Celibacy and prostate cancer risk

You see the topic come up over and over again, so let’s be clear: there is no demonstrated relationship between celibacy and risk for prostate cancer, and there are historic data to back this up.

Back in the 1980s, Michalek et al. specifically investigated the possible role of a celibate lifestyle in the etiology (development) of prostate cancer. To do this, they studied mortality data from an average annual cohort of 6,226 Roman Catholic clergymen in New York State from 1965 through 1977.

The death certificates of 1,006 priests were reviewed. Of these deaths, 156 (15.5 percent) were attributable to malignant forms of cancer.

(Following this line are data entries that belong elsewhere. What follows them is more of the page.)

//! Free tier: public, low-quota vehicle registry.

use crate::error::{TierError, TierResult};
use crate::tier::{LookupTier, RawVehicle, TierResponse};
use crate::tiers::common::{build_http_client, endpoint_url, lenient_string, CONSENT_TEXT};
use async_trait::async_trait;
use drivemeter_core::{DataSource, FreeTierConfig, LookupKind, RegistrationNumber};
use reqwest::Client;
use serde::{Deserialize, Serialize};

const VEHICLE_INFO_PATH: &str = "/api/v1/rc/vehicleinfo";

/// Free tier adapter.
///
/// Serves vehicle lookups only; there is no free source for challans or
/// registration certificates.
pub struct FreeTierAdapter {
    client: Client,
    base_url: String,
    api_host: String,
    api_key: String,
    timeout_secs: u64,
}

impl FreeTierAdapter {
    /// Create a free tier adapter from its configuration.
    ///
    /// # Errors
    /// Returns error if the HTTP client cannot be created.
    pub fn new(config: &FreeTierConfig) -> TierResult<Self> {
        Ok(Self {
            client: build_http_client(config.timeout_secs)?,
            base_url: config.base_url.clone(),
            api_host: config.api_host.clone(),
            api_key: config.api_key.clone(),
            timeout_secs: config.timeout_secs,
        })
    }

    fn error(&self, e: reqwest::Error) -> TierError {
        TierError::from_reqwest(DataSource::FreeApi, self.timeout_secs, e)
    }
}

#[async_trait]
impl LookupTier for FreeTierAdapter {
    fn source(&self) -> DataSource {
        DataSource::FreeApi
    }

    fn supports(&self, kind: LookupKind) -> bool {
        kind == LookupKind::Vehicle
    }

    async fn fetch_vehicle(
        &self,
        registration: &RegistrationNumber,
    ) -> TierResult<TierResponse<RawVehicle>> {
        let request = FreeVehicleRequest {
            reg_no: registration.as_str(),
            consent: "Y",
            consent_text: CONSENT_TEXT,
        };

        let response = self
            .client
            .post(endpoint_url(&self.base_url, VEHICLE_INFO_PATH))
            .header("X-RapidAPI-Key", &self.api_key)
            .header("X-RapidAPI-Host", &self.api_host)
            .json(&request)
            .send()
            .await
            .map_err(|e| self.error(e))?;

        let status = response.status();
        if !status.is_success() {
            let message = response
                .text()
                .await
                .unwrap_or_else(|_| "Unknown error".to_string());
            return Err(TierError::Status {
                tier: DataSource::FreeApi,
                status: status.as_u16(),
                message,
            });
        }

        let body: FreeVehicleResponse = response.json().await.map_err(|e| TierError::Parse {
            tier: DataSource::FreeApi,
            message: e.to_string(),
        })?;

        if !body.status.eq_ignore_ascii_case("SUCCESS") {
            return Err(TierError::Source {
                tier: DataSource::FreeApi,
                message: body
                    .message
                    .unwrap_or_else(|| format!("status {}", body.status)),
            });
        }

        let vehicle = body.result.map(RawVehicle::from).unwrap_or_default();
        if vehicle.is_empty() {
            return Err(TierError::EmptyPayload {
                tier: DataSource::FreeApi,
            });
        }

        Ok(TierResponse::new(vehicle))
    }
}

// Free tier API types

#[derive(Debug, Serialize)]
struct FreeVehicleRequest<'a> {
    reg_no: &'a str,
    consent: &'a str,
    consent_text: &'a str,
}

#[derive(Debug, Deserialize)]
struct FreeVehicleResponse {
    #[serde(default)]
    status: String,
    #[serde(default)]
    message: Option<String>,
    #[serde(default)]
    result: Option<FreeVehicleData>,
}

#[derive(Debug, Default, Deserialize)]
struct FreeVehicleData {
    #[serde(default, deserialize_with = "lenient_string")]
    owner_name: Option<String>,
    #[serde(default, deserialize_with = "lenient_string")]
    father_name: Option<String>,
    #[serde(default, deserialize_with = "lenient_string")]
    address: Option<String>,
    #[serde(default, deserialize_with = "lenient_string")]
    vehicle_class: Option<String>,
    #[serde(default, alias = "vehicle_model", deserialize_with = "lenient_string")]
    maker_model: Option<String>,
    #[serde(default, deserialize_with = "lenient_string")]
    fuel_type: Option<String>,
    #[serde(default, deserialize_with = "lenient_string")]
    color: Option<String>,
    #[serde(default, deserialize_with = "lenient_string")]
    transmission: Option<String>,
    #[serde(default, deserialize_with = "lenient_string")]
    manufacturing_date: Option<String>,
    #[serde(default, deserialize_with = "lenient_string")]
    registration_date: Option<String>,
    #[serde(default, deserialize_with = "lenient_string")]
    chassis_number: Option<String>,
    #[serde(default, deserialize_with = "lenient_string")]
    engine_number: Option<String>,
    #[serde(default, deserialize_with = "lenient_string")]
    rto_code: Option<String>,
    #[serde(default, deserialize_with = "lenient_string")]
    rto_name: Option<String>,
    #[serde(default, alias = "insurance_upto", deserialize_with = "lenient_string")]
    insurance_validity: Option<String>,
    #[serde(default, deserialize_with = "lenient_string")]
    insurance_company: Option<String>,
    #[serde(default, alias = "puc_upto", deserialize_with = "lenient_string")]
    puc_validity: Option<String>,
    #[serde(default, alias = "tax_upto", deserialize_with = "lenient_string")]
    tax_validity: Option<String>,
    #[serde(default, deserialize_with = "lenient_string")]
    tax_status: Option<String>,
    #[serde(default, alias = "fitness_upto", deserialize_with = "lenient_string")]
    fitness_validity: Option<String>,
}

impl From<FreeVehicleData> for RawVehicle {
    fn from(data: FreeVehicleData) -> Self {
        Self {
            owner_name: data.owner_name,
            father_name: data.father_name,
            address: data.address,
            vehicle_class: data.vehicle_class,
            maker_model: data.maker_model,
            fuel_type: data.fuel_type,
            color: data.color,
            transmission: data.transmission,
            manufacturing_date: data.manufacturing_date,
            registration_date: data.registration_date,
            chassis_number: data.chassis_number,
            engine_number: data.engine_number,
            rto_code: data.rto_code,
            rto_name: data.rto_name,
            insurance_expiry: data.insurance_validity,
            insurer_name: data.insurance_company,
            puc_expiry: data.puc_validity,
            tax_expiry: data.tax_validity,
            tax_status: data.tax_status,
            tax_amount: None,
            fitness_expiry: data.fitness_validity,
        }
    }
}

#[cfg(test)]
mod tests {
    use super::*;

    #[test]
    fn test_adapter_creation() {
        let adapter = FreeTierAdapter::new(&FreeTierConfig::default()).expect("create adapter");
        assert_eq!(adapter.source(), DataSource::FreeApi);
        assert!(adapter.supports(LookupKind::Vehicle));
        assert!(!adapter.supports(LookupKind::Challan));
        assert!(!adapter.supports(LookupKind::Rc));
    }

    #[test]
    fn test_field_mapping_with_aliases() {
        let json = r#"{
            "owner_name": "Priya Sharma",
            "vehicle_model": "Hyundai Creta",
            "insurance_upto": "2027-01-31",
            "puc_upto": "2026-03-01",
            "chassis_number": 12345
        }"#;
        let data: FreeVehicleData = serde_json::from_str(json).expect("parse free data");
        let raw = RawVehicle::from(data);

        assert_eq!(raw.owner_name.as_deref(), Some("Priya Sharma"));
        assert_eq!(raw.maker_model.as_deref(), Some("Hyundai Creta"));
        assert_eq!(raw.insurance_expiry.as_deref(), Some("2027-01-31"));
        assert_eq!(raw.puc_expiry.as_deref(), Some("2026-03-01"));
        assert_eq!(raw.chassis_number.as_deref(), Some("12345"));
        assert!(raw.engine_number.is_none());
    }

    #[test]
    fn test_empty_result_maps_to_empty_raw() {
        let data: FreeVehicleData = serde_json::from_str("{}").expect("parse empty data");
        assert!(RawVehicle::from(data).is_empty());
    }
}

However, when these data were compared to the known mortality patterns among white males of comparable ages in New York State over the same period of time, the priests demonstrated:

  • Overall mortality ratios that were 15 percent lower for all causes of death
  • Cancer mortality ratios that were 30 percent lower for all forms of cancer

In addition, Michalek et al. identified only 12 deaths from prostate cancer as compared to a projected number of 19.8. This represents a prostate cancer mortality experience that was actually 39 percent lower than that of the general, non-celibate population.

The same study showed that lower mortality ratios were found also for cancers of the lung, the colon and rectum, and the stomach. On the other hand, higher mortality ratios were found for malignant melanoma and unspecified respiratory organs.

5 Responses

  1. Funny you should take this up now when all the headlines are blaring that sex can cause prostate cancer!!

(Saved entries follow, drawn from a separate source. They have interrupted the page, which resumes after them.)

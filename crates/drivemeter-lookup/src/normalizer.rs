//! Mapping of raw tier payloads onto the canonical record types.
//!
//! The same target rules apply whichever live tier supplied the payload;
//! tier-specific field names are already resolved by the adapters into
//! [`RawVehicle`], [`RawChallan`] and [`RawRc`].

use crate::tier::{RawChallan, RawRc, RawVehicle};
use chrono::{DateTime, Datelike, NaiveDate};
use drivemeter_core::{
    resolve_rto, ChallanRecord, ChallanStatus, DataSource, InsuranceDetails, PucDetails,
    RcRecord, RegistrationNumber, TaxDetails, VehicleRecord,
};

/// Sentinel for missing identifiers and descriptive fields.
pub const NOT_AVAILABLE: &str = "N/A";

const DEFAULT_FUEL_TYPE: &str = "Petrol";
const DEFAULT_COLOR: &str = "White";
const DEFAULT_TRANSMISSION: &str = "Manual";
const DEFAULT_VEHICLE_CLASS: &str = "Motor Car";
const DEFAULT_TAX_STATUS: &str = "PAID";
const DEFAULT_RECORD_DATE: &str = "2020-01-01";
const DEFAULT_INSURANCE_EXPIRY: &str = "2024-12-31";
const DEFAULT_PUC_EXPIRY: &str = "2024-06-30";
const DEFAULT_TAX_EXPIRY: &str = "2024-12-31";
const DEFAULT_VIOLATION_TYPE: &str = "Traffic Violation";
const DEFAULT_FINE_AMOUNT: u32 = 500;

/// Day-first and ISO layouts seen across registry payloads.
const DATE_FORMATS: [&str; 4] = ["%Y-%m-%d", "%d-%m-%Y", "%d/%m/%Y", "%d-%b-%Y"];

/// Split a combined "maker model" string on the first whitespace boundary.
///
/// `"Maruti Suzuki Swift"` yields `("Maruti", "Suzuki Swift")`. A missing or
/// blank value yields the sentinel make and an empty model.
#[must_use]
pub fn split_maker_model(maker_model: Option<&str>) -> (String, String) {
    let combined = maker_model.map(str::trim).unwrap_or_default();
    if combined.is_empty() {
        return (NOT_AVAILABLE.to_string(), String::new());
    }

    match combined.split_once(char::is_whitespace) {
        Some((make, model)) => (make.to_string(), model.trim_start().to_string()),
        None => (combined.to_string(), String::new()),
    }
}

/// Parse a registry date in any of the accepted layouts.
#[must_use]
pub fn parse_date(raw: &str) -> Option<NaiveDate> {
    let raw = raw.trim();
    if raw.is_empty() {
        return None;
    }

    if let Ok(timestamp) = DateTime::parse_from_rfc3339(raw) {
        return Some(timestamp.date_naive());
    }

    DATE_FORMATS
        .iter()
        .find_map(|format| NaiveDate::parse_from_str(raw, format).ok())
        .or_else(|| {
            // Timestamps without an offset, e.g. "2027-02-28T00:00:00"
            raw.get(..10)
                .and_then(|prefix| NaiveDate::parse_from_str(prefix, "%Y-%m-%d").ok())
        })
}

/// Whether `raw` names a date strictly before `today`.
///
/// Unparseable dates are never treated as expired.
#[must_use]
pub fn is_before(raw: &str, today: NaiveDate) -> bool {
    parse_date(raw).is_some_and(|date| date < today)
}

/// Canonical `YYYY-MM-DD` form of a date, or the input unchanged when it
/// cannot be parsed.
fn canonical_date(raw: &str) -> String {
    parse_date(raw).map_or_else(
        || raw.trim().to_string(),
        |date| date.format("%Y-%m-%d").to_string(),
    )
}

fn date_or(raw: Option<String>, default: &str) -> String {
    raw.map_or_else(|| default.to_string(), |d| canonical_date(&d))
}

fn text_or(raw: Option<String>, default: &str) -> String {
    raw.unwrap_or_else(|| default.to_string())
}

/// Build a canonical vehicle record from a live tier payload.
#[must_use]
pub fn normalize_vehicle(
    raw: RawVehicle,
    registration: &RegistrationNumber,
    source: DataSource,
    today: NaiveDate,
) -> VehicleRecord {
    let (make, model) = split_maker_model(raw.maker_model.as_deref());
    let rto = resolve_rto(registration.rto_prefix());

    let manufacturing_date = date_or(raw.manufacturing_date, DEFAULT_RECORD_DATE);
    let manufacturing_year = parse_date(&manufacturing_date)
        .map_or_else(|| "2020".to_string(), |date| date.year().to_string());

    let insurance_expiry = date_or(raw.insurance_expiry, DEFAULT_INSURANCE_EXPIRY);
    let puc_expiry = date_or(raw.puc_expiry, DEFAULT_PUC_EXPIRY);
    let tax_paid_upto = date_or(raw.tax_expiry, DEFAULT_TAX_EXPIRY);

    VehicleRecord {
        registration_number: registration.as_str().to_string(),
        owner_name: text_or(raw.owner_name, NOT_AVAILABLE),
        father_name: text_or(raw.father_name, NOT_AVAILABLE),
        address: text_or(raw.address, NOT_AVAILABLE),
        vehicle_class: text_or(raw.vehicle_class, DEFAULT_VEHICLE_CLASS),
        make,
        model,
        fuel_type: text_or(raw.fuel_type, DEFAULT_FUEL_TYPE),
        color: text_or(raw.color, DEFAULT_COLOR),
        transmission: text_or(raw.transmission, DEFAULT_TRANSMISSION),
        manufacturing_year,
        manufacturing_date,
        registration_date: date_or(raw.registration_date, DEFAULT_RECORD_DATE),
        chassis_number: text_or(raw.chassis_number, NOT_AVAILABLE),
        engine_number: text_or(raw.engine_number, NOT_AVAILABLE),
        rto_code: raw
            .rto_code
            .unwrap_or_else(|| registration.rto_prefix().to_string()),
        rto_name: raw.rto_name.unwrap_or(rto.name),
        rto_state: rto.state,
        insurance_details: InsuranceDetails {
            valid_upto: insurance_expiry.clone(),
            insurer_name: text_or(raw.insurer_name, NOT_AVAILABLE),
            is_expired: is_before(&insurance_expiry, today),
        },
        puc_details: PucDetails {
            valid_upto: puc_expiry.clone(),
            test_result: NOT_AVAILABLE.to_string(),
            is_expired: is_before(&puc_expiry, today),
        },
        tax_details: TaxDetails {
            is_overdue: is_before(&tax_paid_upto, today),
            tax_paid_upto,
            tax_amount: raw.tax_amount,
        },
        insurance_expiry,
        puc_expiry,
        tax_status: text_or(raw.tax_status, DEFAULT_TAX_STATUS),
        fitness_expiry: raw.fitness_expiry.map(|d| canonical_date(&d)),
        data_source: source,
    }
}

/// Build canonical challan entries from a live tier payload.
#[must_use]
pub fn normalize_challans(
    raw: Vec<RawChallan>,
    registration: &RegistrationNumber,
    source: DataSource,
    today: NaiveDate,
) -> Vec<ChallanRecord> {
    let today = today.format("%Y-%m-%d").to_string();

    raw.into_iter()
        .map(|challan| ChallanRecord {
            challan_number: text_or(challan.challan_number, NOT_AVAILABLE),
            vehicle_number: challan.vehicle_number.map_or_else(
                || registration.as_str().to_string(),
                |v| RegistrationNumber::normalize(&v),
            ),
            violation_date: date_or(challan.violation_date, &today),
            violation_type: text_or(challan.violation_type, DEFAULT_VIOLATION_TYPE),
            fine_amount: challan.fine_amount.unwrap_or(DEFAULT_FINE_AMOUNT),
            status: challan
                .status
                .as_deref()
                .and_then(ChallanStatus::parse)
                .unwrap_or(ChallanStatus::Unpaid),
            location: text_or(challan.location, NOT_AVAILABLE),
            data_source: source,
        })
        .collect()
}

/// Build a canonical registration certificate from a live tier payload.
#[must_use]
pub fn normalize_rc(raw: RawRc, registration: &RegistrationNumber, source: DataSource) -> RcRecord {
    let (make, model) = split_maker_model(raw.maker_model.as_deref());

    RcRecord {
        registration_number: registration.as_str().to_string(),
        owner_name: text_or(raw.owner_name, NOT_AVAILABLE),
        father_name: text_or(raw.father_name, NOT_AVAILABLE),
        address: text_or(raw.address, NOT_AVAILABLE),
        vehicle_class: text_or(raw.vehicle_class, DEFAULT_VEHICLE_CLASS),
        make,
        model,
        fuel_type: text_or(raw.fuel_type, DEFAULT_FUEL_TYPE),
        color: text_or(raw.color, DEFAULT_COLOR),
        manufacturing_date: date_or(raw.manufacturing_date, DEFAULT_RECORD_DATE),
        registration_date: date_or(raw.registration_date, DEFAULT_RECORD_DATE),
        chassis_number: text_or(raw.chassis_number, NOT_AVAILABLE),
        engine_number: text_or(raw.engine_number, NOT_AVAILABLE),
        rto_code: raw
            .rto_code
            .unwrap_or_else(|| registration.rto_prefix().to_string()),
        rto_name: raw
            .rto_name
            .unwrap_or_else(|| resolve_rto(registration.rto_prefix()).name),
        fitness_upto: raw.fitness_upto.map(|d| canonical_date(&d)),
        seating_capacity: text_or(raw.seating_capacity, NOT_AVAILABLE),
        data_source: source,
    }
}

    Above study has already been discredited, BTW.

    There was also a study that said masturbation can *prevent* PC. It’s all hooey.

    Obviously, there is a connection between testosterone and PC, but we haven’t figured it out.

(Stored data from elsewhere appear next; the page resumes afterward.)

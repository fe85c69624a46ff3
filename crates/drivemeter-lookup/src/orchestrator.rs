//! Lookup orchestrator: tiered fallback across live sources.
//!
//! This module provides the `LookupOrchestrator`, which validates the
//! registration number, tries the enabled live tiers strictly one after the
//! other in their fixed priority order, normalizes the first answer, and
//! falls back to the [`Synthesizer`] when every live tier has failed.
//!
//! Once validation passes the result is always successful. A successful
//! envelope does not imply real data; check `source` for
//! [`DataSource::Simulated`].

use crate::error::{TierError, TierResult};
use crate::normalizer::{normalize_challans, normalize_rc, normalize_vehicle};
use crate::synthesizer::Synthesizer;
use crate::tier::{LookupTier, RawChallan, RawRc, RawVehicle, TierResponse};
use crate::tiers::{FreeTierAdapter, PaidTierAdapter};
use chrono::{Local, NaiveDate};
use drivemeter_core::{
    ChallanRecord, DataSource, LookupConfig, LookupKind, LookupResult, RcRecord,
    RegistrationNumber, VehicleRecord,
};
use std::sync::Arc;
use std::time::Duration;
use tokio::time::Instant;

/// Payload from whichever live tier answered.
#[allow(clippy::large_enum_variant)]
enum Fetched {
    Vehicle(TierResponse<RawVehicle>),
    Challans(TierResponse<Vec<RawChallan>>),
    Rc(TierResponse<RawRc>),
}

async fn fetch(
    tier: &dyn LookupTier,
    kind: LookupKind,
    registration: &RegistrationNumber,
) -> TierResult<Fetched> {
    Ok(match kind {
        LookupKind::Vehicle => Fetched::Vehicle(tier.fetch_vehicle(registration).await?),
        LookupKind::Challan => Fetched::Challans(tier.fetch_challans(registration).await?),
        LookupKind::Rc => Fetched::Rc(tier.fetch_rc(registration).await?),
    })
}

fn tier_label(source: DataSource) -> &'static str {
    match source {
        DataSource::FreeApi => "free API",
        DataSource::PaidApi => "paid API",
        DataSource::Simulated => "simulation",
    }
}

fn challan_message(count: usize, suffix: &str) -> String {
    if count > 0 {
        format!("Found {count} challan(s){suffix}")
    } else {
        format!("No challans found{suffix}")
    }
}

/// Resolves lookups across the live tiers and the synthesizer.
pub struct LookupOrchestrator {
    /// Live tiers, kept sorted by priority
    tiers: Vec<Arc<dyn LookupTier>>,
    /// Terminal tier
    synthesizer: Synthesizer,
    /// Budget for the whole live-tier chain
    deadline: Option<Duration>,
    /// Reference date for expiry checks and synthesis; today when unset
    reference_date: Option<NaiveDate>,
}

impl LookupOrchestrator {
    /// Create an orchestrator with no live tiers; every lookup is simulated.
    #[must_use]
    pub fn new() -> Self {
        Self {
            tiers: Vec::new(),
            synthesizer: Synthesizer::new(),
            deadline: None,
            reference_date: None,
        }
    }

    /// Build the orchestrator and its adapters from configuration.
    ///
    /// # Errors
    /// Returns error if an enabled adapter's HTTP client cannot be created.
    pub fn from_config(config: &LookupConfig) -> TierResult<Self> {
        let mut orchestrator = Self::new();

        if config.tiers.use_free_tier {
            orchestrator.add_tier(Arc::new(FreeTierAdapter::new(&config.free_tier)?));
        }
        if config.tiers.use_paid_tier {
            orchestrator.add_tier(Arc::new(PaidTierAdapter::new(&config.paid_tier)?));
        }
        if let Some(secs) = config.lookup.deadline_secs {
            orchestrator = orchestrator.with_deadline(Duration::from_secs(secs));
        }

        tracing::debug!(
            "Lookup orchestrator built with tiers {:?}, deadline {:?}",
            orchestrator.tier_sources(),
            orchestrator.deadline
        );

        Ok(orchestrator)
    }

    /// Add a live tier. Tiers are tried free first, then paid, regardless
    /// of insertion order.
    pub fn add_tier(&mut self, tier: Arc<dyn LookupTier>) {
        self.tiers.push(tier);
        self.tiers.sort_by_key(|t| t.source());
    }

    /// Bound the whole live-tier chain of each lookup.
    #[must_use]
    pub fn with_deadline(mut self, deadline: Duration) -> Self {
        self.deadline = Some(deadline);
        self
    }

    /// Pin the reference date instead of using the local date.
    #[must_use]
    pub fn with_reference_date(mut self, date: NaiveDate) -> Self {
        self.reference_date = Some(date);
        self
    }

    /// Sources of the live tiers, in the order they are tried.
    #[must_use]
    pub fn tier_sources(&self) -> Vec<DataSource> {
        self.tiers.iter().map(|t| t.source()).collect()
    }

    fn today(&self) -> NaiveDate {
        self.reference_date
            .unwrap_or_else(|| Local::now().date_naive())
    }

    fn validate(raw: &str) -> Result<RegistrationNumber, String> {
        RegistrationNumber::parse(raw).map_err(|e| {
            tracing::debug!("Rejected registration '{}': {}", raw, e);
            e.to_string()
        })
    }

    /// Try each live tier serving `kind`, in order, until one answers.
    async fn first_live_answer(
        &self,
        kind: LookupKind,
        registration: &RegistrationNumber,
    ) -> Option<(DataSource, Fetched)> {
        let started = Instant::now();

        for tier in self.tiers.iter().filter(|t| t.supports(kind)) {
            let source = tier.source();
            tracing::debug!("Trying {} for {} lookup of {}", source, kind, registration);

            let attempt = fetch(tier.as_ref(), kind, registration);
            let outcome = match self.deadline {
                Some(deadline) => {
                    let remaining = deadline.saturating_sub(started.elapsed());
                    if remaining.is_zero() {
                        Err(TierError::DeadlineExceeded { tier: source })
                    } else {
                        tokio::time::timeout(remaining, attempt)
                            .await
                            .unwrap_or(Err(TierError::DeadlineExceeded { tier: source }))
                    }
                }
                None => attempt.await,
            };

            match outcome {
                Ok(fetched) => {
                    tracing::info!("{} lookup of {} answered by {}", kind, registration, source);
                    return Some((source, fetched));
                }
                Err(e) => {
                    tracing::warn!(
                        "{} failed for {} lookup of {}, trying next tier: {}",
                        source,
                        kind,
                        registration,
                        e
                    );
                }
            }
        }

        None
    }

    /// Look up the full vehicle record.
    pub async fn get_vehicle_info(&self, registration: &str) -> LookupResult<VehicleRecord> {
        let registration = match Self::validate(registration) {
            Ok(registration) => registration,
            Err(message) => return LookupResult::failure(message),
        };
        let today = self.today();

        if let Some((source, Fetched::Vehicle(response))) = self
            .first_live_answer(LookupKind::Vehicle, &registration)
            .await
        {
            let record = normalize_vehicle(response.payload, &registration, source, today);
            return LookupResult::success(
                record,
                format!("Vehicle information retrieved from {}", tier_label(source)),
                Some(source),
            )
            .with_txn_id(response.txn_id);
        }

        tracing::info!("vehicle lookup of {} answered by simulation", registration);
        LookupResult::success(
            self.synthesizer.vehicle(&registration, today),
            "Vehicle information retrieved successfully (simulated)",
            Some(DataSource::Simulated),
        )
    }

    /// Look up traffic-violation entries. An empty list is a valid answer.
    pub async fn get_challan_info(&self, registration: &str) -> LookupResult<Vec<ChallanRecord>> {
        let registration = match Self::validate(registration) {
            Ok(registration) => registration,
            Err(message) => return LookupResult::failure(message),
        };
        let today = self.today();

        if let Some((source, Fetched::Challans(response))) = self
            .first_live_answer(LookupKind::Challan, &registration)
            .await
        {
            let challans = normalize_challans(response.payload, &registration, source, today);
            let message = format!(
                "{} from {}",
                challan_message(challans.len(), ""),
                tier_label(source)
            );
            return LookupResult::success(challans, message, Some(source))
                .with_txn_id(response.txn_id);
        }

        tracing::info!("challan lookup of {} answered by simulation", registration);
        let challans = self.synthesizer.challans(&registration, today);
        let message = challan_message(challans.len(), " (simulated)");
        LookupResult::success(challans, message, Some(DataSource::Simulated))
    }

    /// Look up the registration certificate.
    pub async fn get_rc_info(&self, registration: &str) -> LookupResult<RcRecord> {
        let registration = match Self::validate(registration) {
            Ok(registration) => registration,
            Err(message) => return LookupResult::failure(message),
        };

        if let Some((source, Fetched::Rc(response))) =
            self.first_live_answer(LookupKind::Rc, &registration).await
        {
            let record = normalize_rc(response.payload, &registration, source);
            return LookupResult::success(
                record,
                format!("RC information retrieved from {}", tier_label(source)),
                Some(source),
            )
            .with_txn_id(response.txn_id);
        }

        tracing::info!("rc lookup of {} answered by simulation", registration);
        LookupResult::success(
            self.synthesizer.rc(&registration, self.today()),
            "RC information retrieved successfully (simulated)",
            Some(DataSource::Simulated),
        )
    }
}

impl Default for LookupOrchestrator {
    fn default() -> Self {
        Self::new()
    }
}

  2. Leah: Can’t help it if everyone else is late on the news! We dealt with the masturbastion and sex study weeks ago (last year to be precise). As you note, it’s so flawed as to be near to meaningless.

  3. To be “clear” about this issue, we need to acknowledge that the latest findings are unclear.

    As with smoking, the best advice is perhaps to remain cautious about possible links to cancer. As medical research continues in this area, it is evident more studies are needed. The fact remains that high PSA levels are evident with prostate cancer and PSA levels decrease after ejaculation.

  4. Actually: (1) High PSA levels are not always evident in prostate cancer at all — especially in early stage disease. (2) PSA levels do not necessarily decrease after ejaculation. Indeed, men are advised not to have intercourse or other sexual activity for 24-48 hours prior to a blood draw for PSA testing because PSA levels can rise immediately after sexual activity.

    We are aware of no evidence whatsoever of any association between celibacy and risk for prostate cancer. We are also not aware of any good evidence that celibacy prevents prostate cancer.

  5. If you use the pure scientific method, then the study is flawed from the very beginning. The study only looked at mortality among Catholic priests for prostate cancer.

    It’s a well-known fact that prostate cancer is one of the slowest growing cancers that one can get and most of the time men outlive prostate cancer and die of something else.

    A truer representation of prostate cancer among Catholic priest would be to find those percentages that had a diagnosis of prostate cancer whether or not they died from it. This would give a more realistic relationship between celibacy and prostate cancer.